Bidang STEM, perempuan kurang terwakili. Gambar oleh Michal Jarmoluk dari Pixabay
Gender stereotyping jenis pekerjaan membawa dampak negatif
ADVERTISEMENT
Pekerjaan-pekerjaan yang dilabeli sebagai pekerjaan perempuan, cenderung akan kehilangan otoritasnya dan ini akan berimbas negatif tidak hanya kepada perempuan tetapi kepada laki-laki.
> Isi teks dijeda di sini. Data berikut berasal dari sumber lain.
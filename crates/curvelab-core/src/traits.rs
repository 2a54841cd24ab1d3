use crate::error::Result;

/// Validate structural integrity of an input before it is used numerically.
pub trait Validate {
    fn validate(&self) -> Result<()>;
}

/// Compute an axis-aligned bounding box.
pub trait BoundingBox {
    type Point;
    fn bounding_box(&self) -> Option<(Self::Point, Self::Point)>;
}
Melalui sebuah eksperimen, Sarah Thebaud seorang Associate Professor Sosiologi dari University of California Santa Barbara dan Laura Doering dari McGill University yang diterbitkan dalam laman The Conversation menemukan bahwa pelabelan pekerjaan sebagai manajer keuangan pada suatu bank sebagai pekerjaan perempuan membawa dampak buruk bagi kedua jenis kelamin.
Mereka melakukan observasi pada perilaku nasabah pinjaman ketika mereka menghadapi manajer keungan perempuan dan laki-laki. Ketika mereka dipasangkan dengan manajer keungan perempuan, terdapat kecenderungan mereka tidak menganggap manajer tersebut memiliki kewenangan yang menyebabkan mereka sering terlambat membayar tagihan pinjaman. Namun ketika ditukar tidak ada perubahan berarti. Nasabah yang sebelumnya dipasangkan dengan manajer perempuan tetap menunggak. Berbeda dengan nasabah yang sejak awal dipasangkan dengan manajer laki-laki. Respon nasabah ini dalam membayar tagihan tepat waktu menunjukkan bahwa nasabah tidak benar-benar mematuhi wewenang apabila berhadapan dengan pekerja perempuan.